Welcome to dorm life.

Living in a dorm comes with a cost – and I don’t mean the money aspect. I mean the risk of roommates, even the ones who don’t even belong in your room. Back in Fall 2016, I attended a private Christian university named Charleston Southern University. It is located in Charleston, South Carolina. At first glance, going somewhere fifteen hours away and getting the luxury of freedom and the breeze of the Atlantic Ocean nearly thirty minutes, away is not a bad idea.

Boy do I regret going there.

At this school, residential life places a student with two other roommates, unless a student already knows far in advance who they want to room with. That way, they get first dibs on the room and possibly not having to room with anybody else. As a freshman in college, your only option is having your roommates be selected through a matchmaking process that utilizes a small survey based on hobbies, interests, majors, etc. that you’ve taken.

So what did I get stuck with? Two random roommates that I have never met before.

My chances of getting along with them were 50-50 since there’s two of them, but I’d much rather like both of them. At the end of the semester, it was easy to decipher who was the good roommate and who was the bad roommate. I’m going to leave their names out of this because I’m talking about the struggles of dorm life. Although, the people you live with is a huge part.

I’m going to explain this as simply as I can because there is only so much that I can ramble on about dorm life. The good roommate communicated with me when we needed to get our room cleaned for room inspections, which occurred twice a month. The bad roommate helped clean up once maybe, but ditched our inspections most nights when she said she’d be there.

She also needed to do her laundry one day for inspections and I kept bugging her to get her part done because I was not going to be responsible for her dirty laundry. Then when I peeked into her laundry basket, I noticed a swarm of ants crawling all throughout her clothes. That’s when she finally decided to show up for a room inspection.

It turned out that our room and our suitemates’ (the two girls next door to us who share a bathroom with us) room had gotten an infestation of ants from the flooding.

I’m appalled that this happened when students like myself pay thousands of dollars to live on campus and get an “enriching” experience –yeah right. All in all, a big part of dorm life is being roomed with people that you get along with. Living in a dorm with other people that make you uncomfortable can lead you to feel unsafe and unwilling to want to ever live on campus again.

After I graduate Elgin Community College this semester, I have decided to allow myself to try this again, but with only one other roommate and at a different school, Lindenwood University in St. Louis, Missouri. We get a private bathroom too. The only reason for this though is because the off-campus housing and apartment options were full by the time I was able to select anything because current students get first-pick –how unfortunate.

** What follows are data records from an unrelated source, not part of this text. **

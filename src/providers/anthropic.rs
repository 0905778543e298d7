use super::*;
use anyhow::{Context, Result};
use async_trait::async_trait;
use reqwest::Client;
use serde::{Deserialize, Serialize};
use std::collections::HashMap;
use tracing::debug;

/// Anthropic requires `max_tokens`; used when the backend sets none.
const DEFAULT_MAX_TOKENS: u64 = 4096;

pub struct AnthropicProvider {
    api_key: String,
    base_url: String,
    client: Client,
}

impl AnthropicProvider {
    pub fn new(api_key: String, base_url: String, headers: HashMap<String, String>) -> Result<Self> {
        Ok(Self {
            api_key,
            base_url: base_url.trim_end_matches('/').to_string(),
            client: build_client(&headers)?,
        })
    }
}

// ============================================================================
// Anthropic API Types
// ============================================================================

#[derive(Debug, Serialize)]
struct AnthropicRequest {
    model: String,
    messages: Vec<AnthropicMessage>,
    max_tokens: u64,
    #[serde(skip_serializing_if = "Option::is_none")]
    system: Option<String>,
    #[serde(skip_serializing_if = "Option::is_none")]
    temperature: Option<f64>,
}

#[derive(Debug, Serialize, Deserialize)]
struct AnthropicMessage {
    role: String,
    content: String,
}

#[derive(Debug, Deserialize)]
struct AnthropicResponse {
    content: Vec<AnthropicContentBlock>,
    stop_reason: Option<String>,
    usage: Option<AnthropicUsage>,
}

#[derive(Debug, Deserialize)]
#[serde(tag = "type")]
enum AnthropicContentBlock {
    #[serde(rename = "text")]
    Text { text: String },
    #[serde(other)]
    Other,
}

#[derive(Debug, Deserialize)]
struct AnthropicUsage {
    input_tokens: Option<u64>,
    output_tokens: Option<u64>,
}

// ============================================================================
// ModelProvider Implementation
// ============================================================================

#[async_trait]
impl ModelProvider for AnthropicProvider {
    async fn chat(&self, request: ProviderRequest) -> Result<ProviderResponse> {
        let messages: Vec<AnthropicMessage> = request
            .messages
            .into_iter()
            .map(|m| AnthropicMessage {
                role: m.role,
                content: m.content,
            })
            .collect();

        let body = AnthropicRequest {
            model: request.model,
            messages,
            max_tokens: request.max_tokens.unwrap_or(DEFAULT_MAX_TOKENS),
            system: request.system,
            temperature: request.temperature,
        };

        let resp = self
            .client
            .post(format!("{}/v1/messages", self.base_url))
            .header("x-api-key", &self.api_key)
            .header("anthropic-version", "2023-06-01")
            .json(&body)
            .send()
            .await
            .context("Anthropic request failed")?;

        if !resp.status().is_success() {
            let status = resp.status();
            let text = resp.text().await.unwrap_or_default();
            debug!(status = status.as_u16(), body = %text, "Anthropic error response");
            anyhow::bail!("Anthropic API error ({status})");
        }

        let api_resp: AnthropicResponse =
            resp.json().await.context("malformed Anthropic response")?;

        let text = api_resp
            .content
            .into_iter()
            .filter_map(|block| match block {
                AnthropicContentBlock::Text { text } => Some(text),
                AnthropicContentBlock::Other => None,
            })
            .collect::<Vec<_>>()
            .join("");

        let usage = api_resp.usage.map(|u| TokenUsage {
            input_tokens: u.input_tokens,
            output_tokens: u.output_tokens,
        });

        Ok(ProviderResponse {
            text,
            stop_reason: api_resp.stop_reason,
            usage: usage.unwrap_or_default(),
        })
    }

    fn name(&self) -> &str {
        "anthropic"
    }
}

Otherwise, my advice to anyone who wants to live in a dorm, is to only room with one other person, get along with that person, and work as a team to make the school year enjoyable and not miserable. Any student attending a university pays too much to be depressed or live in fear because of a bad roommate and their unwanted posse, like in my case.

Oh and one more piece of advice: do not share a bathroom with the room on the other side. Some or none of the students will keep the bathroom clean. You can guess the rest from there on if the bathroom does not stay tidy, especially for girls.